PERSONAL: Born in Buffalo, NY. Education: University of Georgia, Athens, B.A., 1976.

ADDRESSES: Agent—c/o Author Mail, Dark Horse Comics, 10956 Southeast Main Street, Milwaukie, OR 97222. E-mail[email protected].

CAREER: Writer and illustrator. Creator of comic-book series Flaming Carrot Comics, Mysterymen, and Robot Comics, and comic strips, including "Guys from Limbo."

AWARDS, HONORS: Eisner award for best single issue, 1988, for Gumby Summer Fun Special #1; Ignatz award; Inkpot award; ACE award.

WRITINGS:

Flaming Carrot: Man of Mystery, Dark Horse Comics (Milwaukie, OR), 1997.

Flaming Carrot Comics Presents the Wild Shall Wild Remain! (issues 4-11), Dark Horse Comics (Milwaukie, OR), 1997.

Flaming Carrot's Greatest Hits (issues 12-18), Dark Horse Comics (Milwaukie, OR), 1998.

Flaming Carrot Comics: Fortune Favors the Bold! (issues 19-24), Dark Horse Comics (Milwaukie, OR), 1998.

Contributor of strips, art, and articles to publications, including Heavy Metal, Art Papers, and Village Voice Literary Supplement.

ADAPTATIONS: Mysterymen was adapted for film, 1999.

SIDELIGHTS: Bob Burden is best known for his Flaming Carrot Comics comic-book series, which was published during the 1980s and set in the Northeast. Burden was born in Buffalo, New York and lived in Pittsburgh, Pennsylvania, New Jersey, Milwaukee, Wisconsin, Akron, Ohio, and Sharon Pennsylvania before heading south to Atlanta, Georgia, where he has remained.
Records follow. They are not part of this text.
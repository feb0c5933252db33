// SPDX-License-Identifier: Apache-2.0 OR MIT
// Copyright (c) 2025-2026 naskel.com

//! Enrichment source: the inventory service queried for trait entities.
//!
//! # Example
//!
//! ```ignore
//! use metrics_receiver::enrichment::{OmnikeeperClient, TraitSource};
//!
//! let client = OmnikeeperClient::new(&config.enrichment)?;
//! let entities = client.effective_traits(&set).await?;
//! ```

use crate::config::{EnrichmentConfig, EnrichmentSet};
use crate::error::SourceError;
use parking_lot::Mutex;
use reqwest::{Client, Url};
use serde::{Deserialize, Serialize};
use std::collections::HashMap;
use std::sync::atomic::{AtomicBool, AtomicUsize, Ordering};
use std::time::Duration;
use tracing::debug;

/// Entity id -> effective trait.
pub type EffectiveTraits = HashMap<String, EffectiveTrait>;

/// Attributes carried by one entity for the requested trait.
#[derive(Debug, Clone, Default, PartialEq, Serialize, Deserialize)]
pub struct EffectiveTrait {
    #[serde(rename = "traitAttributes", default)]
    pub trait_attributes: HashMap<String, TraitAttribute>,
}

impl EffectiveTrait {
    pub fn new() -> Self {
        Self::default()
    }

    /// Add a single-valued text attribute.
    pub fn attribute(mut self, name: impl Into<String>, value: impl Into<String>) -> Self {
        let name = name.into();
        self.trait_attributes.insert(
            name.clone(),
            TraitAttribute {
                name,
                value: AttributeValue {
                    kind: "Text".into(),
                    is_array: false,
                    values: vec![value.into()],
                },
            },
        );
        self
    }

    /// Add a multi-valued text attribute.
    pub fn array_attribute<I, S>(mut self, name: impl Into<String>, values: I) -> Self
    where
        I: IntoIterator<Item = S>,
        S: Into<String>,
    {
        let name = name.into();
        self.trait_attributes.insert(
            name.clone(),
            TraitAttribute {
                name,
                value: AttributeValue {
                    kind: "Text".into(),
                    is_array: true,
                    values: values.into_iter().map(Into::into).collect(),
                },
            },
        );
        self
    }

    /// First value of a single-valued attribute.
    pub fn single_value(&self, name: &str) -> Option<&str> {
        self.trait_attributes
            .get(name)
            .filter(|a| !a.value.is_array)
            .and_then(|a| a.value.values.first())
            .map(String::as_str)
    }
}

#[derive(Debug, Clone, Default, PartialEq, Serialize, Deserialize)]
pub struct TraitAttribute {
    #[serde(default)]
    pub name: String,
    pub value: AttributeValue,
}

#[derive(Debug, Clone, Default, PartialEq, Serialize, Deserialize)]
pub struct AttributeValue {
    #[serde(rename = "type", default)]
    pub kind: String,
    #[serde(rename = "isArray", default)]
    pub is_array: bool,
    #[serde(default)]
    pub values: Vec<String>,
}

/// Source of trait entities for enrichment sets.
pub trait TraitSource: Send + Sync {
    /// Fetch every entity carrying the set's trait within its layers.
    fn effective_traits(
        &self,
        set: &EnrichmentSet,
    ) -> impl std::future::Future<Output = Result<EffectiveTraits, SourceError>> + Send;
}

/// HTTP client for the Omnikeeper inventory API.
#[derive(Debug, Clone)]
pub struct OmnikeeperClient {
    base_url: String,
    api_version: String,
    auth_token: Option<String>,
    client: Client,
}

impl OmnikeeperClient {
    /// Create a client from the enrichment configuration.
    pub fn new(config: &EnrichmentConfig) -> Result<Self, SourceError> {
        let client = Client::builder().timeout(Duration::from_secs(30)).build()?;

        Ok(Self {
            base_url: config.server_url.trim_end_matches('/').to_string(),
            api_version: config.api_version.clone(),
            auth_token: config.auth_token.clone(),
            client,
        })
    }

    fn traits_url(&self, set: &EnrichmentSet) -> Result<Url, SourceError> {
        let raw = format!(
            "{}/api/v{}/Trait/getEffectiveTraitsForTraitName",
            self.base_url, self.api_version
        );
        let mut url = Url::parse(&raw)
            .map_err(|e| SourceError::Other(format!("invalid server url '{}': {}", raw, e)))?;
        {
            let mut query = url.query_pairs_mut();
            query.append_pair("traitName", &set.trait_id);
            for layer in &set.layer_ids {
                query.append_pair("layerIDs", layer);
            }
        }
        Ok(url)
    }
}

impl TraitSource for OmnikeeperClient {
    async fn effective_traits(&self, set: &EnrichmentSet) -> Result<EffectiveTraits, SourceError> {
        let url = self.traits_url(set)?;
        debug!("Fetching trait '{}' for set '{}'", set.trait_id, set.name);

        let mut request = self.client.get(url);
        if let Some(ref token) = self.auth_token {
            request = request.bearer_auth(token);
        }

        let response = request.send().await?;
        if !response.status().is_success() {
            let status = response.status().as_u16();
            let body = response.text().await.unwrap_or_default();
            return Err(SourceError::Status { status, body });
        }

        Ok(response.json().await?)
    }
}

/// In-memory trait source for tests and local runs.
#[derive(Debug, Default)]
pub struct MockTraitSource {
    traits: Mutex<HashMap<String, EffectiveTraits>>,
    failing: AtomicBool,
    calls: AtomicUsize,
}

impl MockTraitSource {
    pub fn new() -> Self {
        Self::default()
    }

    /// Serve `entities` for `trait_id`.
    pub fn with_trait(self, trait_id: impl Into<String>, entities: EffectiveTraits) -> Self {
        self.set_trait(trait_id, entities);
        self
    }

    pub fn set_trait(&self, trait_id: impl Into<String>, entities: EffectiveTraits) {
        self.traits.lock().insert(trait_id.into(), entities);
    }

    /// Make every subsequent call fail (or succeed again).
    pub fn set_failing(&self, failing: bool) {
        self.failing.store(failing, Ordering::SeqCst);
    }

    /// Number of fetches served so far.
    pub fn calls(&self) -> usize {
        self.calls.load(Ordering::SeqCst)
    }
}

impl TraitSource for MockTraitSource {
    async fn effective_traits(&self, set: &EnrichmentSet) -> Result<EffectiveTraits, SourceError> {
        self.calls.fetch_add(1, Ordering::SeqCst);
        if self.failing.load(Ordering::SeqCst) {
            return Err(SourceError::Other("mock source unavailable".into()));
        }
        Ok(self
            .traits
            .lock()
            .get(&set.trait_id)
            .cloned()
            .unwrap_or_default())
    }
}

impl<S: TraitSource> TraitSource for std::sync::Arc<S> {
    fn effective_traits(
        &self,
        set: &EnrichmentSet,
    ) -> impl std::future::Future<Output = Result<EffectiveTraits, SourceError>> + Send {
        (**self).effective_traits(set)
    }
}

#[cfg(test)]
mod tests {
    use super::*;

    #[test]
    fn test_response_shape() {
        let body = r#"{
            "ci-1": {
                "traitAttributes": {
                    "hostname": {"name": "hostname", "value": {"type": "Text", "isArray": false, "values": ["web-1"]}},
                    "ips": {"name": "ips", "value": {"type": "Text", "isArray": true, "values": ["10.0.0.1", "10.0.0.2"]}}
                }
            }
        }"#;
        let traits: EffectiveTraits = serde_json::from_str(body).unwrap();
        let entity = &traits["ci-1"];
        assert_eq!(entity.single_value("hostname"), Some("web-1"));
        assert_eq!(entity.single_value("ips"), None);
        assert_eq!(entity.trait_attributes["ips"].value.values.len(), 2);
    }

    #[test]
    fn test_traits_url() {
        let config = EnrichmentConfig {
            server_url: "http://inventory.local/".into(),
            ..Default::default()
        };
        let client = OmnikeeperClient::new(&EnrichmentConfig {
            api_version: "1".into(),
            ..config
        })
        .unwrap();
        let set = EnrichmentSet::new("hosts", "host trait", "hostname", "host").layers(["1", "2"]);

        let url = client.traits_url(&set).unwrap();
        assert_eq!(
            url.as_str(),
            "http://inventory.local/api/v1/Trait/getEffectiveTraitsForTraitName?traitName=host+trait&layerIDs=1&layerIDs=2"
        );
    }

    #[tokio::test]
    async fn test_mock_source() {
        let mut entities = EffectiveTraits::new();
        entities.insert("ci-1".into(), EffectiveTrait::new().attribute("hostname", "web-1"));
        let source = MockTraitSource::new().with_trait("host", entities);
        let set = EnrichmentSet::new("hosts", "host", "hostname", "host");

        let traits = source.effective_traits(&set).await.unwrap();
        assert_eq!(traits.len(), 1);

        source.set_failing(true);
        assert!(source.effective_traits(&set).await.is_err());
        assert_eq!(source.calls(), 2);
    }
}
The character, which has been compared to Krazy Kat, is a human-size carrot with flames shooting from its top. It debuted in the first issue of Visions in 1979. Asked by Roger A. Ash to describe it during a Westfield Comics interview, Burden remarked that Flaming Carrot "is a second-string, mill town, blue collar superhero living in Iron City, in the rust belt of the Northeast. He has no super powers and is stupid. When he gets in a spot, he just shoots his way out in a hail of gunfire. It's kind of a Monty Python version of the superhero, but it's not satire. Zen-stupid."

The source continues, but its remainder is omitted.